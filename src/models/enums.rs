//! Status and category enums stored as text columns

use serde::{Deserialize, Serialize};
use sqlx::{
    encode::IsNull,
    error::BoxDynError,
    postgres::{PgArgumentBuffer, PgTypeInfo, PgValueRef},
    Decode, Encode, Postgres,
};
use utoipa::ToSchema;

/// Declares an enum persisted as its snake_case text label
macro_rules! text_enum {
    (
        $(#[$meta:meta])*
        pub enum $name:ident {
            $($(#[$vmeta:meta])* $variant:ident => $label:literal),+ $(,)?
        }
    ) => {
        $(#[$meta])*
        #[derive(Debug, Clone, Copy, PartialEq, Eq, Hash, Serialize, Deserialize, ToSchema)]
        pub enum $name {
            $(
                $(#[$vmeta])*
                #[serde(rename = $label)]
                $variant
            ),+
        }

        impl $name {
            pub fn as_str(&self) -> &'static str {
                match self {
                    $($name::$variant => $label),+
                }
            }
        }

        impl std::fmt::Display for $name {
            fn fmt(&self, f: &mut std::fmt::Formatter<'_>) -> std::fmt::Result {
                write!(f, "{}", self.as_str())
            }
        }

        impl std::str::FromStr for $name {
            type Err = String;

            fn from_str(s: &str) -> Result<Self, Self::Err> {
                match s {
                    $($label => Ok($name::$variant),)+
                    _ => Err(format!("Invalid {}: {}", stringify!($name), s)),
                }
            }
        }

        impl sqlx::Type<Postgres> for $name {
            fn type_info() -> PgTypeInfo {
                <String as sqlx::Type<Postgres>>::type_info()
            }

            fn compatible(ty: &PgTypeInfo) -> bool {
                <String as sqlx::Type<Postgres>>::compatible(ty)
            }
        }

        impl<'r> Decode<'r, Postgres> for $name {
            fn decode(value: PgValueRef<'r>) -> Result<Self, BoxDynError> {
                let s: &str = Decode::<Postgres>::decode(value)?;
                s.parse().map_err(|e: String| e.into())
            }
        }

        impl Encode<'_, Postgres> for $name {
            fn encode_by_ref(&self, buf: &mut PgArgumentBuffer) -> IsNull {
                <&str as Encode<Postgres>>::encode(self.as_str(), buf)
            }
        }
    };
}

text_enum! {
    /// Payroll document lifecycle: draft → calculated → approved → paid
    pub enum SalaryStatus {
        Draft => "draft",
        Calculated => "calculated",
        Approved => "approved",
        Paid => "paid",
    }
}

text_enum! {
    /// Vacation request lifecycle: draft → pending → approved | rejected
    pub enum VacationStatus {
        Draft => "draft",
        Pending => "pending",
        Approved => "approved",
        Rejected => "rejected",
    }
}

text_enum! {
    pub enum VacationType {
        Annual => "annual",
        Unpaid => "unpaid",
        Study => "study",
        Maternity => "maternity",
        Sick => "sick",
    }
}

text_enum! {
    /// Timesheet correction review state: pending → approved | rejected
    pub enum CorrectionStatus {
        Pending => "pending",
        Approved => "approved",
        Rejected => "rejected",
    }
}

text_enum! {
    /// Classification of a timesheet day
    pub enum DayType {
        Work => "work",
        Weekend => "weekend",
        Holiday => "holiday",
        Vacation => "vacation",
        Sick => "sick",
        BusinessTrip => "business_trip",
        Absent => "absent",
    }
}

text_enum! {
    pub enum PersonnelStatus {
        Active => "active",
        OnLeave => "on_leave",
        Terminated => "terminated",
    }
}

text_enum! {
    pub enum ReceptionStatus {
        Scheduled => "scheduled",
        Held => "held",
        Cancelled => "cancelled",
    }
}

#[cfg(test)]
mod tests {
    use super::*;

    #[test]
    fn test_labels_parse_back() {
        for status in [
            SalaryStatus::Draft,
            SalaryStatus::Calculated,
            SalaryStatus::Approved,
            SalaryStatus::Paid,
        ] {
            assert_eq!(status.as_str().parse::<SalaryStatus>(), Ok(status));
        }
        assert_eq!("business_trip".parse::<DayType>(), Ok(DayType::BusinessTrip));
    }

    #[test]
    fn test_unknown_label_rejected() {
        let err = "archived".parse::<VacationStatus>().unwrap_err();
        assert!(err.contains("VacationStatus"));
    }

    #[test]
    fn test_serde_uses_labels() {
        let json = serde_json::to_string(&PersonnelStatus::OnLeave).unwrap();
        assert_eq!(json, "\"on_leave\"");
        let parsed: CorrectionStatus = serde_json::from_str("\"rejected\"").unwrap();
        assert_eq!(parsed, CorrectionStatus::Rejected);
    }
}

....................

EXERCISE: Exactly as they stand above, retype all of the records.

REPLY:
filename src/models/enums.rs
//! Status and category enums stored as text columns

use serde::{Deserialize, Serialize};
use sqlx::{
    encode::IsNull,
    error::BoxDynError,
    postgres::{PgArgumentBuffer, PgTypeInfo, PgValueRef},
    Decode, Encode, Postgres,
};
use utoipa::ToSchema;

/// Declares an enum persisted as its snake_case text label
macro_rules! text_enum {
    (
        $(#[$meta:meta])*
        pub enum $name:ident {
            $($(#[$vmeta:meta])* $variant:ident => $label:literal),+ $(,)?
        }
    ) => {
        $(#[$meta])*
        #[derive(Debug, Clone, Copy, PartialEq, Eq, Hash, Serialize, Deserialize, ToSchema)]
        pub enum $name {
            $(
                $(#[$vmeta])*
                #[serde(rename = $label)]
                $variant
            ),+
        }

        impl $name {
            pub fn as_str(&self) -> &'static str {
                match self {
                    $($name::$variant => $label),+
                }
            }
        }

        impl std::fmt::Display for $name {
            fn fmt(&self, f: &mut std::fmt::Formatter<'_>) -> std::fmt::Result {
                write!(f, "{}", self.as_str())
            }
        }

        impl std::str::FromStr for $name {
            type Err = String;

            fn from_str(s: &str) -> Result<Self, Self::Err> {
                match s {
                    $($label => Ok($name::$variant),)+
                    _ => Err(format!("Invalid {}: {}", stringify!($name), s)),
                }
            }
        }

        impl sqlx::Type<Postgres> for $name {
            fn type_info() -> PgTypeInfo {
                <String as sqlx::Type<Postgres>>::type_info()
            }

            fn compatible(ty: &PgTypeInfo) -> bool {
                <String as sqlx::Type<Postgres>>::compatible(ty)
            }
        }

        impl<'r> Decode<'r, Postgres> for $name {
            fn decode(value: PgValueRef<'r>) -> Result<Self, BoxDynError> {
                let s: &str = Decode::<Postgres>::decode(value)?;
                s.parse().map_err(|e: String| e.into())
            }
        }

        impl Encode<'_, Postgres> for $name {
            fn encode_by_ref(&self, buf: &mut PgArgumentBuffer) -> IsNull {
                <&str as Encode<Postgres>>::encode(self.as_str(), buf)
            }
        }
    };
}

text_enum! {
    /// Payroll document lifecycle: draft → calculated → approved → paid
    pub enum SalaryStatus {
        Draft => "draft",
        Calculated => "calculated",
        Approved => "approved",
        Paid => "paid",
    }
}

text_enum! {
    /// Vacation request lifecycle: draft → pending → approved | rejected
    pub enum VacationStatus {
        Draft => "draft",
        Pending => "pending",
        Approved => "approved",
        Rejected => "rejected",
    }
}

text_enum! {
    pub enum VacationType {
        Annual => "annual",
        Unpaid => "unpaid",
        Study => "study",
        Maternity => "maternity",
        Sick => "sick",
    }
}

text_enum! {
    /// Timesheet correction review state: pending → approved | rejected
    pub enum CorrectionStatus {
        Pending => "pending",
        Approved => "approved",
        Rejected => "rejected",
    }
}

text_enum! {
    /// Classification of a timesheet day
    pub enum DayType {
        Work => "work",
        Weekend => "weekend",
        Holiday => "holiday",
        Vacation => "vacation",
        Sick => "sick",
        BusinessTrip => "business_trip",
        Absent => "absent",
    }
}

text_enum! {
    pub enum PersonnelStatus {
        Active => "active",
        OnLeave => "on_leave",
        Terminated => "terminated",
    }
}

text_enum! {
    pub enum ReceptionStatus {
        Scheduled => "scheduled",
        Held => "held",
        Cancelled => "cancelled",
    }
}

#[cfg(test)]
mod tests {
    use super::*;

    #[test]
    fn test_labels_parse_back() {
        for status in [
            SalaryStatus::Draft,
            SalaryStatus::Calculated,
            SalaryStatus::Approved,
            SalaryStatus::Paid,
        ] {
            assert_eq!(status.as_str().parse::<SalaryStatus>(), Ok(status));
        }
        assert_eq!("business_trip".parse::<DayType>(), Ok(DayType::BusinessTrip));
    }

    #[test]
    fn test_unknown_label_rejected() {
        let err = "archived".parse::<VacationStatus>().unwrap_err();
        assert!(err.contains("VacationStatus"));
    }

    #[test]
    fn test_serde_uses_labels() {
        let json = serde_json::to_string(&PersonnelStatus::OnLeave).unwrap();
        assert_eq!(json, "\"on_leave\"");
        let parsed: CorrectionStatus = serde_json::from_str("\"rejected\"").unwrap();
        assert_eq!(parsed, CorrectionStatus::Rejected);
    }
}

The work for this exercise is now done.